Ayant demandé à embarquer, il est affecté enseigne de vaisseau de 1ère classe sur l'aviso Commandant Duboc. Il prend part à
l'opération de Dakar en qualité d'officier adjoint
au commandant Thierry d'Argenlieu, chef de mission
des parlementaires dont la vedette est prise sous le feu des mitrailleuses
de terre.
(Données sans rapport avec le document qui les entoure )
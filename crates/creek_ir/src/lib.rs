//! Types shared by every stage of the pipeline: the primitive type system,
//! the operator enums, and the trees the parser hands to the code generator.

#[macro_use]
extern crate macro_rules_attribute;

pub mod ast;

use std::fmt;

derive_alias! {
    #[derive(Node!)] = #[derive(Debug, Clone, PartialEq)];
    #[derive(NodeCopy!)] = #[derive(Debug, Clone, Copy, PartialEq, Eq, Hash)];
}

/// The closed set of primitive types. Equality is tag identity; there are no
/// composite or user-defined types.
#[derive(NodeCopy!)]
pub enum Type {
    I64,
    F64,
    Str,
    Bool,
    Void,
}

impl Type {
    /// The keyword that names this type in script source.
    pub fn keyword(self) -> &'static str {
        match self {
            Type::I64 => "int",
            Type::F64 => "float",
            Type::Str => "string",
            Type::Bool => "bool",
            Type::Void => "void",
        }
    }

    /// Whether a value of this type silently widens to a float when the
    /// other operand of a binary operator is a float.
    pub fn widens_to_float(self) -> bool {
        matches!(self, Type::I64 | Type::Bool)
    }

    /// The common operand type for a binary operator, applying at most one
    /// implicit widening. `None` means the pair has no implicit conversion;
    /// strings in particular never convert.
    pub fn unify(self, other: Type) -> Option<Type> {
        if self == other {
            return Some(self);
        }

        match (self, other) {
            (Type::F64, t) | (t, Type::F64) if t.widens_to_float() => Some(Type::F64),
            _ => None,
        }
    }
}

impl fmt::Display for Type {
    fn fmt(&self, f: &mut fmt::Formatter) -> fmt::Result {
        f.write_str(self.keyword())
    }
}

#[derive(NodeCopy!)]
pub enum BinOp {
    Add,
    Sub,
    Mul,
    Less,
}

impl BinOp {
    pub fn symbol(self) -> char {
        match self {
            BinOp::Add => '+',
            BinOp::Sub => '-',
            BinOp::Mul => '*',
            BinOp::Less => '<',
        }
    }
}

#[derive(NodeCopy!)]
pub enum UnOp {
    /// Prefix `+`; the identity.
    Plus,
    Negate,
}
Il se porte sans hésiter de l'avant à l'arrière
de la vedette donnant à tous un exemple de sang-froid et
de valeur militaire.
Puis il revient sur
le Duboc lors de la tentative infructueuse de débarquement
à Rufisque où le navire est pris à partie depuis
la côte, avec trois tués à bord.
Après que le Duboc a conduit le général de
Gaulle à Douala au Cameroun, Etienne Schlumberger est
détaché auprès du commandant Thierry d'Argenlieu pour
les opérations de ralliement du Gabon à la France
libre, à bord de l'aviso colonial Savorgnan de Brazza ; ce dernier devant Libreville au début novembre 1940, subit
le feu de l'aviso de Vichy Bougainville. Au cours du combat
qui suit, le Bougainville est touché et abandonné
par son équipage.
Il est alors promu
au grade de lieutenant de vaisseau et retourne sur le Commandant
Duboc comme officier en second. Début 1941, le Commandant
Duboc prend part à la prise de l'Erythrée sur
les Italiens puis revient en Angleterre en participant à
des convois dans l'Atlantique dont certains sont très meurtriers.
Le 9 février
1942, il embarque comme officier en second sur le sous-marin Junon - qui est justement l'un de ceux dont il avait la garde à
Cherbourg - basé en Ecosse. Il effectue de nombreuses patrouilles
dans les fjords de Norvège et des opérations spéciales
dont des débarquements d'agents et de commandos. Il est nommé commandant de la Junon en mars 1943 et amène le bâtiment
en Afrique du nord début 1944.
La Junon est désarmée en août 1944 à
Oran et l'équipage retourne en Angleterre pour armer le sous-marin Morse cédé par les Anglais.
En janvier 1945, il
est appelé à l'Etat-major de l'amiral Nord, l'amiral
Thierry d'Argenlieu et est promu capitaine de corvette en avril 1945. Il
suit l'amiral Thierry d'Argenlieu en Indochine lorsque ce dernier y est
nommé Haut-commissaire et devient chef du Bureau fédéral
de Documentation.
En juin 1947 le commandant
Schlumberger est nommé directeur des Etudes à l'Ecole
navale puis exerce différentes fonctions tant à terre
qu'en mer, en particulier le commandement du D.E. Sénégalais,
puis, promu capitaine de frégate en octobre 1949, il commande
le C.T. Kléber.
Il quitte la Marine
en mars 1953 comme capitaine de frégate puis capitaine de
vaisseau de réserve.
Il entre alors à
la société Maritime Shell pour s'occuper d'abord des
pétroliers. A cette occasion il participe au développement
des transporteurs de gaz liquéfiés puis, pour Shell
française, crée et dirige la Société
française de stockages géologiques (GEOSTOCK).
Il prend sa retraite
en avril 1975 et en profite pour faire le tour du monde à la voile.
Etienne Schlumberger
est membre du Conseil de l'Ordre
de la Libération (décret du 15 juillet 1997).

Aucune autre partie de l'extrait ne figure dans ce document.